Working data

# # # # #

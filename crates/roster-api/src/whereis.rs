//! Handler for `GET /whereis?q=<text>`.

use axum::{
  Json,
  extract::{Query, State},
};
use roster_core::{location::WhereisEntry, store::LocationStore};
use serde::Deserialize;

use crate::{ApiState, RosterStore, error::ApiError};

#[derive(Debug, Deserialize)]
pub struct SearchParams {
  pub q: String,
}

/// `GET /whereis?q=<text>` — entries matching every word of `q`.
pub async fn search<S: RosterStore>(
  State(state): State<ApiState<S>>,
  Query(params): Query<SearchParams>,
) -> Result<Json<Vec<WhereisEntry>>, ApiError> {
  if params.q.trim().is_empty() {
    return Err(ApiError::BadRequest("query parameter `q` is empty".into()));
  }

  let entries = state
    .store
    .search_whereis(&params.q)
    .await
    .map_err(roster_core::Error::store)?;
  Ok(Json(entries))
}
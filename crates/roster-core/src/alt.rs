//! Alt-group types: records, statuses and operation outcomes.
//!
//! Every character that has been linked to another is stored as one
//! [`AltRecord`]. Records sharing a `group_id` belong to one real-world
//! player. A character with no record is an unlinked main with no alts.

use serde::{Deserialize, Serialize};
use strum::{Display, EnumString};

use crate::{Error, Result, character::Character};

/// Identifier of a game character.
pub type CharId = u32;

/// Identifier shared by all characters of one player.
pub type GroupId = i64;

// ─── Status ──────────────────────────────────────────────────────────────────

/// Link status of a character inside its group.
///
/// Ordered: `Unconfirmed < Confirmed < Main`. Stored as its integer code.
#[derive(
  Debug,
  Clone,
  Copy,
  PartialEq,
  Eq,
  PartialOrd,
  Ord,
  Hash,
  Serialize,
  Deserialize,
  Display,
  EnumString,
)]
#[serde(rename_all = "snake_case")]
#[strum(serialize_all = "snake_case", ascii_case_insensitive)]
pub enum AltStatus {
  /// Proposed by another group member but not yet accepted.
  Unconfirmed,
  Confirmed,
  /// The character the group is anchored to.
  Main,
}

impl AltStatus {
  /// The integer code persisted in the `status` column.
  pub fn code(self) -> i64 {
    match self {
      Self::Unconfirmed => 0,
      Self::Confirmed => 1,
      Self::Main => 2,
    }
  }

  pub fn from_code(code: i64) -> Result<Self> {
    match code {
      0 => Ok(Self::Unconfirmed),
      1 => Ok(Self::Confirmed),
      2 => Ok(Self::Main),
      other => Err(Error::UnknownAltStatus(other)),
    }
  }
}

// ─── Records ─────────────────────────────────────────────────────────────────

/// One row of the `alts` relation.
#[derive(Debug, Clone, Copy, PartialEq, Eq, Serialize, Deserialize)]
pub struct AltRecord {
  pub char_id:  CharId,
  pub group_id: GroupId,
  pub status:   AltStatus,
}

/// A character as listed in a group, with its link if it has one.
///
/// `group_id` and `status` are both `None` for an unlinked character listing
/// itself.
#[derive(Debug, Clone, PartialEq, Eq, Serialize, Deserialize)]
pub struct GroupMember {
  pub character: Character,
  pub group_id:  Option<GroupId>,
  pub status:    Option<AltStatus>,
}

impl GroupMember {
  pub fn char_id(&self) -> CharId { self.character.char_id }

  pub fn is_main(&self) -> bool { self.status == Some(AltStatus::Main) }
}

// ─── Outcomes ────────────────────────────────────────────────────────────────

/// Result of an alt-group mutation. Rule violations are reported here rather
/// than as errors.
#[derive(
  Debug, Clone, Copy, PartialEq, Eq, Serialize, Deserialize, Display,
)]
#[serde(rename_all = "snake_case")]
#[strum(serialize_all = "snake_case")]
pub enum AltOutcome {
  Success,
  /// The two characters are not in the same group.
  NotAlt,
  /// The alt already anchors a group of its own.
  AnotherMain,
  /// The sender is not confirmed in its group.
  UnconfirmedSender,
  /// Mains cannot be removed from their group.
  RemoveMain,
  AlreadyConfirmed,
}

impl AltOutcome {
  pub fn is_success(self) -> bool { matches!(self, Self::Success) }

  /// The `(code, success)` pair reported to callers.
  pub fn into_pair(self) -> (Self, bool) { (self, self.is_success()) }
}

// ─── Events ──────────────────────────────────────────────────────────────────

/// Payload of the `main_changed` event.
#[derive(Debug, Clone, Copy, PartialEq, Eq, Serialize, Deserialize)]
pub struct MainChanged {
  pub old_main_id: CharId,
  pub new_main_id: CharId,
}
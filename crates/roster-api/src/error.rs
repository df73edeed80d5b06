//! API error type and [`axum::response::IntoResponse`] implementation.

use axum::{
  Json,
  http::StatusCode,
  response::{IntoResponse, Response},
};
use serde_json::json;
use thiserror::Error;

/// An error returned by an API handler.
#[derive(Debug, Error)]
pub enum ApiError {
  #[error("not found: {0}")]
  NotFound(String),

  #[error("bad request: {0}")]
  BadRequest(String),

  #[error(transparent)]
  Service(#[from] roster_core::Error),
}

impl IntoResponse for ApiError {
  fn into_response(self) -> Response {
    let (status, message) = match &self {
      ApiError::NotFound(m) => (StatusCode::NOT_FOUND, m.clone()),
      ApiError::BadRequest(m) => (StatusCode::BAD_REQUEST, m.clone()),
      ApiError::Service(roster_core::Error::ChannelNotFound(id)) => {
        (StatusCode::NOT_FOUND, format!("channel {id} not found"))
      }
      ApiError::Service(e) => {
        tracing::error!(error = %e, "request failed");
        (StatusCode::INTERNAL_SERVER_ERROR, e.to_string())
      }
    };
    (status, Json(json!({ "error": message }))).into_response()
  }
}
//! roster server binary.
//!
//! Reads `config.toml` (or the path specified with `--config`), opens an
//! in-process SQLite store, and serves the roster JSON API over HTTP.

mod seed;
mod settings;

use std::{path::PathBuf, sync::Arc};

use anyhow::Context as _;
use clap::Parser;
use roster_api::ApiState;
use roster_core::event::EventBus;
use roster_store_sqlite::SqliteStore;
use tokio::net::TcpListener;
use tower_http::trace::TraceLayer;
use tracing::level_filters::LevelFilter;
use tracing_subscriber::EnvFilter;

use crate::{
  seed::WhereisSeed,
  settings::{ServerConfig, expand_tilde},
};

#[derive(Parser)]
#[command(author, version, about = "Roster alt-group and channel server")]
struct Cli {
  /// Path to the TOML configuration file.
  #[arg(short, long, default_value = "config.toml")]
  config: PathBuf,
}

#[tokio::main]
async fn main() -> anyhow::Result<()> {
  // Initialise tracing.
  tracing_subscriber::fmt()
    .with_env_filter(
      EnvFilter::builder()
        .with_default_directive(LevelFilter::INFO.into())
        .from_env_lossy(),
    )
    .init();

  let cli = Cli::parse();
  let server_cfg = ServerConfig::load(&cli.config)?;

  // Open SQLite store.
  let store_path = expand_tilde(&server_cfg.store_path);
  let store = SqliteStore::open(&store_path)
    .await
    .with_context(|| format!("failed to open store at {store_path:?}"))?;

  if let Some(seed_path) = &server_cfg.whereis_seed {
    WhereisSeed::read(&expand_tilde(seed_path))?
      .apply(&store)
      .await?;
  }

  // Events have no remote consumers yet; log them.
  let bus = Arc::new(EventBus::new());
  bus.subscribe(|event_type, payload| {
    tracing::info!(event_type, %payload, "event");
  });

  let state = ApiState::new(Arc::new(store), bus);
  let app = roster_api::api_router(state).layer(TraceLayer::new_for_http());
  let address = server_cfg.address();

  tracing::info!("Listening on http://{address}");
  let listener = TcpListener::bind(&address)
    .await
    .with_context(|| format!("failed to bind {address}"))?;

  axum::serve(listener, app).await.context("server error")?;

  Ok(())
}
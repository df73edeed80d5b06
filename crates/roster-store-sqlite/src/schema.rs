//! SQL schema for the roster SQLite store.
//!
//! Executed once at connection startup. Future migrations will be gated on
//! `PRAGMA user_version`.

/// Full schema DDL; idempotent thanks to `CREATE TABLE IF NOT EXISTS`.
pub const SCHEMA: &str = "
PRAGMA journal_mode = WAL;

-- Cached character info; rows may be placeholders with an empty name.
CREATE TABLE IF NOT EXISTS player (
    char_id     INTEGER PRIMARY KEY,
    name        TEXT    NOT NULL DEFAULT '',
    level       INTEGER NOT NULL DEFAULT 0,
    profession  TEXT
);

-- One row per linked character. status: 0 unconfirmed, 1 confirmed, 2 main.
CREATE TABLE IF NOT EXISTS alts (
    char_id   INTEGER PRIMARY KEY,
    group_id  INTEGER NOT NULL,
    status    INTEGER NOT NULL CHECK (status IN (0, 1, 2))
);

-- High-water mark for group ids, so ids of emptied groups are never reused.
CREATE TABLE IF NOT EXISTS group_id_seq (
    id             INTEGER PRIMARY KEY CHECK (id = 1),
    last_group_id  INTEGER NOT NULL
);

-- last_seen is a Unix timestamp; 0 means never seen.
CREATE TABLE IF NOT EXISTS org_member (
    char_id    INTEGER PRIMARY KEY,
    last_seen  INTEGER NOT NULL DEFAULT 0
);

CREATE TABLE IF NOT EXISTS playfields (
    id          INTEGER PRIMARY KEY,
    long_name   TEXT NOT NULL,
    short_name  TEXT NOT NULL
);

CREATE TABLE IF NOT EXISTS whereis (
    id            INTEGER PRIMARY KEY AUTOINCREMENT,
    playfield_id  INTEGER NOT NULL,
    name          TEXT    NOT NULL,
    answer        TEXT    NOT NULL,
    keywords      TEXT    NOT NULL DEFAULT '',
    xcoord        INTEGER NOT NULL DEFAULT 0,
    ycoord        INTEGER NOT NULL DEFAULT 0,
    UNIQUE (playfield_id, name)
);

CREATE INDEX IF NOT EXISTS alts_group_idx ON alts(group_id);

PRAGMA user_version = 1;
";
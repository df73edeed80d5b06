//! Router tests against an in-memory SQLite store.

use std::sync::Arc;

use axum::{
  Router,
  body::{Body, to_bytes},
  http::{Method, Request, StatusCode},
};
use roster_core::event::EventBus;
use roster_store_sqlite::SqliteStore;
use serde_json::{Value, json};
use tower::ServiceExt as _;

use crate::{ApiState, api_router};

async fn app() -> Router {
  let store = Arc::new(SqliteStore::open_in_memory().await.unwrap());
  api_router(ApiState::new(store, Arc::new(EventBus::new())))
}

async fn send(
  app: &Router,
  method: Method,
  uri: &str,
  body: Option<Value>,
) -> (StatusCode, Value) {
  let builder = Request::builder().method(method).uri(uri);
  let request = match body {
    Some(body) => builder
      .header("content-type", "application/json")
      .body(Body::from(body.to_string()))
      .unwrap(),
    None => builder.body(Body::empty()).unwrap(),
  };

  let response = app.clone().oneshot(request).await.unwrap();
  let status = response.status();
  let bytes = to_bytes(response.into_body(), usize::MAX).await.unwrap();
  let value = if bytes.is_empty() {
    Value::Null
  } else {
    serde_json::from_slice(&bytes).unwrap()
  };
  (status, value)
}

// ─── Alts ─────────────────────────────────────────────────────────────────────

#[tokio::test]
async fn add_then_list_alts() {
  let app = app().await;

  let (status, body) = send(
    &app,
    Method::POST,
    "/characters/100/alts",
    Some(json!({ "alt_id": 200 })),
  )
  .await;
  assert_eq!(status, StatusCode::OK);
  assert_eq!(body, json!({ "result": "success", "success": true }));

  let (status, body) = send(&app, Method::GET, "/characters/200/alts", None).await;
  assert_eq!(status, StatusCode::OK);
  let members = body.as_array().unwrap();
  assert_eq!(members.len(), 2);
  assert_eq!(members[0]["character"]["char_id"], 100);
  assert_eq!(members[0]["status"], "main");
  assert_eq!(members[1]["status"], "confirmed");
}

#[tokio::test]
async fn rule_violations_answer_ok_with_failure_code() {
  let app = app().await;
  send(
    &app,
    Method::POST,
    "/characters/100/alts",
    Some(json!({ "alt_id": 200 })),
  )
  .await;

  let (status, body) =
    send(&app, Method::DELETE, "/characters/200/alts/100", None).await;
  assert_eq!(status, StatusCode::OK);
  assert_eq!(body, json!({ "result": "remove_main", "success": false }));

  let (_, body) =
    send(&app, Method::POST, "/characters/200/alts/100/confirm", None).await;
  assert_eq!(body["result"], "already_confirmed");
}

#[tokio::test]
async fn unconfirmed_alt_is_confirmed_over_http() {
  let app = app().await;
  send(
    &app,
    Method::POST,
    "/characters/100/alts",
    Some(json!({ "alt_id": 200, "status": "unconfirmed" })),
  )
  .await;

  let (_, body) = send(
    &app,
    Method::GET,
    "/characters/100/alts?min_status=unconfirmed",
    None,
  )
  .await;
  assert_eq!(body[1]["status"], "unconfirmed");

  let (_, body) =
    send(&app, Method::POST, "/characters/100/alts/200/confirm", None).await;
  assert_eq!(body["success"], true);
}

#[tokio::test]
async fn main_lookup() {
  let app = app().await;
  let (status, _) = send(&app, Method::GET, "/characters/1/main", None).await;
  assert_eq!(status, StatusCode::NOT_FOUND);

  send(
    &app,
    Method::POST,
    "/characters/1/alts",
    Some(json!({ "alt_id": 2 })),
  )
  .await;
  let (status, body) = send(&app, Method::GET, "/characters/2/main", None).await;
  assert_eq!(status, StatusCode::OK);
  assert_eq!(body["character"]["char_id"], 1);
}

// ─── Characters ───────────────────────────────────────────────────────────────

#[tokio::test]
async fn upsert_character_and_last_seen() {
  let app = app().await;

  let (status, _) = send(
    &app,
    Method::PUT,
    "/characters/7",
    Some(json!({ "name": "Seven", "level": 150 })),
  )
  .await;
  assert_eq!(status, StatusCode::NO_CONTENT);

  let (_, body) = send(&app, Method::GET, "/characters/7", None).await;
  assert_eq!(body["name"], "Seven");
  assert_eq!(body["level"], 150);

  let (status, _) = send(
    &app,
    Method::PUT,
    "/characters/7/last-seen",
    Some(json!({ "at": "2024-01-02T03:04:05Z" })),
  )
  .await;
  assert_eq!(status, StatusCode::NO_CONTENT);

  let (_, body) = send(&app, Method::GET, "/characters/7/last-seen", None).await;
  assert_eq!(body[0]["character"]["name"], "Seven");
  assert_eq!(body[0]["last_seen"], "2024-01-02T03:04:05Z");
}

#[tokio::test]
async fn blank_name_is_rejected() {
  let app = app().await;
  let (status, body) = send(
    &app,
    Method::PUT,
    "/characters/7",
    Some(json!({ "name": "  " })),
  )
  .await;
  assert_eq!(status, StatusCode::BAD_REQUEST);
  assert!(body["error"].as_str().unwrap().contains("name"));
}

// ─── Whereis ──────────────────────────────────────────────────────────────────

#[tokio::test]
async fn blank_whereis_query_is_rejected() {
  let app = app().await;
  let (status, _) = send(&app, Method::GET, "/whereis?q=%20", None).await;
  assert_eq!(status, StatusCode::BAD_REQUEST);

  let (status, body) = send(&app, Method::GET, "/whereis?q=garden", None).await;
  assert_eq!(status, StatusCode::OK);
  assert_eq!(body, json!([]));
}

// ─── Channels ─────────────────────────────────────────────────────────────────

#[tokio::test]
async fn packets_update_channels_and_org() {
  let app = app().await;
  let org_channel: u64 = (3 << 32) | 777;

  for packet in [
    json!({ "type": "public_channel_joined", "channel_id": 42, "name": "OOC" }),
    json!({ "type": "public_channel_joined", "channel_id": org_channel, "name": "Night Watch" }),
    json!({ "type": "public_channel_message", "channel_id": org_channel, "sender_id": 1, "message": "hi" }),
  ] {
    let (status, _) = send(&app, Method::POST, "/packets", Some(packet)).await;
    assert_eq!(status, StatusCode::NO_CONTENT);
  }

  let (_, body) = send(&app, Method::GET, "/channels", None).await;
  assert_eq!(body.as_array().unwrap().len(), 2);
  assert_eq!(body[0]["name"], "OOC");

  let (_, body) = send(&app, Method::GET, "/org", None).await;
  assert_eq!(body["org_id"], 777);
  assert_eq!(body["org_name"], "Night Watch");

  let (status, _) = send(
    &app,
    Method::POST,
    "/packets",
    Some(json!({ "type": "public_channel_left", "channel_id": 9 })),
  )
  .await;
  assert_eq!(status, StatusCode::NOT_FOUND);
}
//! Known in-game locations for the whereis lookup.

use serde::{Deserialize, Serialize};

/// A playfield (zone) that locations belong to.
#[derive(Debug, Clone, PartialEq, Eq, Serialize, Deserialize)]
pub struct Playfield {
  pub id:         i64,
  pub long_name:  String,
  pub short_name: String,
}

/// Input to [`crate::store::LocationStore::add_whereis`].
#[derive(Debug, Clone, Serialize, Deserialize)]
pub struct NewWhereis {
  pub playfield_id: i64,
  pub name:         String,
  pub answer:       String,
  /// Extra search terms, matched like `name`.
  #[serde(default)]
  pub keywords:     String,
  #[serde(default)]
  pub xcoord:       i64,
  #[serde(default)]
  pub ycoord:       i64,
}

/// One whereis search hit.
#[derive(Debug, Clone, PartialEq, Eq, Serialize, Deserialize)]
pub struct WhereisEntry {
  pub playfield_id:         i64,
  pub name:                 String,
  pub answer:               String,
  pub xcoord:               i64,
  pub ycoord:               i64,
  /// `None` when the entry points at a playfield that is not in the table.
  pub playfield_short_name: Option<String>,
}

/// Split a search string into the words that must all match.
pub fn search_words(text: &str) -> Vec<&str> {
  text.split_whitespace().collect()
}
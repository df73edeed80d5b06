//! Error type for `roster-store-sqlite`.

use thiserror::Error;

#[derive(Debug, Error)]
pub enum Error {
  #[error("core error: {0}")]
  Core(#[from] roster_core::Error),

  #[error("database error: {0}")]
  Database(#[from] tokio_rusqlite::Error),

  /// A stored Unix timestamp that chrono cannot represent.
  #[error("timestamp out of range: {0}")]
  Timestamp(i64),
}

pub type Result<T, E = Error> = std::result::Result<T, E>;
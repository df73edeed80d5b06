//! Handlers for `/characters/:id` and its last-seen record.
//!
//! | Method | Path | Notes |
//! |--------|------|-------|
//! | `GET`  | `/characters/:id` | 404 if not found |
//! | `PUT`  | `/characters/:id` | Body: `{"name":"Foo","level":220,"profession":"Doctor"}` |
//! | `GET`  | `/characters/:id/last-seen` | Whole alt group, most recent first |
//! | `PUT`  | `/characters/:id/last-seen` | Body: `{"at":"2024-01-01T00:00:00Z"}` |

use axum::{
  Json,
  extract::{Path, State},
  http::StatusCode,
};
use chrono::{DateTime, Utc};
use roster_core::{
  alt::CharId,
  character::{Character, LastSeen},
  store::{ActivityStore, CharacterLoader},
};
use serde::Deserialize;

use crate::{ApiState, RosterStore, error::ApiError};

/// `GET /characters/:id`
pub async fn get_one<S: RosterStore>(
  State(state): State<ApiState<S>>,
  Path(char_id): Path<CharId>,
) -> Result<Json<Character>, ApiError> {
  let character = state
    .store
    .get_character(char_id)
    .await
    .map_err(roster_core::Error::store)?
    .ok_or_else(|| ApiError::NotFound(format!("character {char_id} not found")))?;
  Ok(Json(character))
}

#[derive(Debug, Deserialize)]
pub struct UpsertBody {
  pub name:       String,
  #[serde(default)]
  pub level:      u32,
  #[serde(default)]
  pub profession: Option<String>,
}

/// `PUT /characters/:id`
pub async fn upsert<S: RosterStore>(
  State(state): State<ApiState<S>>,
  Path(char_id): Path<CharId>,
  Json(body): Json<UpsertBody>,
) -> Result<StatusCode, ApiError> {
  if body.name.trim().is_empty() {
    return Err(ApiError::BadRequest("name must not be empty".into()));
  }

  state
    .store
    .upsert_character(Character {
      char_id,
      name: body.name,
      level: body.level,
      profession: body.profession,
    })
    .await
    .map_err(roster_core::Error::store)?;
  Ok(StatusCode::NO_CONTENT)
}

/// `GET /characters/:id/last-seen`
pub async fn last_seen<S: RosterStore>(
  State(state): State<ApiState<S>>,
  Path(char_id): Path<CharId>,
) -> Result<Json<Vec<LastSeen>>, ApiError> {
  let seen = state
    .store
    .last_seen(char_id)
    .await
    .map_err(roster_core::Error::store)?;
  Ok(Json(seen))
}

#[derive(Debug, Deserialize)]
pub struct LastSeenBody {
  pub at: DateTime<Utc>,
}

/// `PUT /characters/:id/last-seen`
pub async fn record_last_seen<S: RosterStore>(
  State(state): State<ApiState<S>>,
  Path(char_id): Path<CharId>,
  Json(body): Json<LastSeenBody>,
) -> Result<StatusCode, ApiError> {
  state
    .store
    .record_last_seen(char_id, body.at)
    .await
    .map_err(roster_core::Error::store)?;
  Ok(StatusCode::NO_CONTENT)
}
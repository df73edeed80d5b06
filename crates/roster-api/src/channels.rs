//! Handlers for public channel state and packet ingestion.
//!
//! The protocol layer decodes channel packets and forwards them to
//! `POST /packets` as JSON, e.g.
//! `{"type":"public_channel_joined","channel_id":42,"name":"OOC"}`.

use axum::{Json, extract::State, http::StatusCode};
use roster_core::channel::{Channel, OrgInfo, ServerPacket};

use crate::{ApiState, RosterStore, error::ApiError};

/// `GET /channels`
pub async fn list<S: RosterStore>(
  State(state): State<ApiState<S>>,
) -> Json<Vec<Channel>> {
  Json(state.channels.channels())
}

/// `GET /org`
pub async fn org<S: RosterStore>(State(state): State<ApiState<S>>) -> Json<OrgInfo> {
  Json(state.channels.org())
}

/// `POST /packets`
pub async fn ingest<S: RosterStore>(
  State(state): State<ApiState<S>>,
  Json(packet): Json<ServerPacket>,
) -> Result<StatusCode, ApiError> {
  state.channels.handle(&packet)?;
  Ok(StatusCode::NO_CONTENT)
}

# # # # #

Problem requirements
Write out exactly, please, the lines beginning at the start of the material and ending with the line that holds "pub type GroupId = i64;", both included.

Response
filename crates/roster-api/src/whereis.rs
//! Handler for `GET /whereis?q=<text>`.

use axum::{
  Json,
  extract::{Query, State},
};
use roster_core::{location::WhereisEntry, store::LocationStore};
use serde::Deserialize;

use crate::{ApiState, RosterStore, error::ApiError};

#[derive(Debug, Deserialize)]
pub struct SearchParams {
  pub q: String,
}

/// `GET /whereis?q=<text>` — entries matching every word of `q`.
pub async fn search<S: RosterStore>(
  State(state): State<ApiState<S>>,
  Query(params): Query<SearchParams>,
) -> Result<Json<Vec<WhereisEntry>>, ApiError> {
  if params.q.trim().is_empty() {
    return Err(ApiError::BadRequest("query parameter `q` is empty".into()));
  }

  let entries = state
    .store
    .search_whereis(&params.q)
    .await
    .map_err(roster_core::Error::store)?;
  Ok(Json(entries))
}
filename crates/roster-core/src/alt.rs
//! Alt-group types: records, statuses and operation outcomes.
//!
//! Every character that has been linked to another is stored as one
//! [`AltRecord`]. Records sharing a `group_id` belong to one real-world
//! player. A character with no record is an unlinked main with no alts.

use serde::{Deserialize, Serialize};
use strum::{Display, EnumString};

use crate::{Error, Result, character::Character};

/// Identifier of a game character.
pub type CharId = u32;

/// Identifier shared by all characters of one player.
pub type GroupId = i64;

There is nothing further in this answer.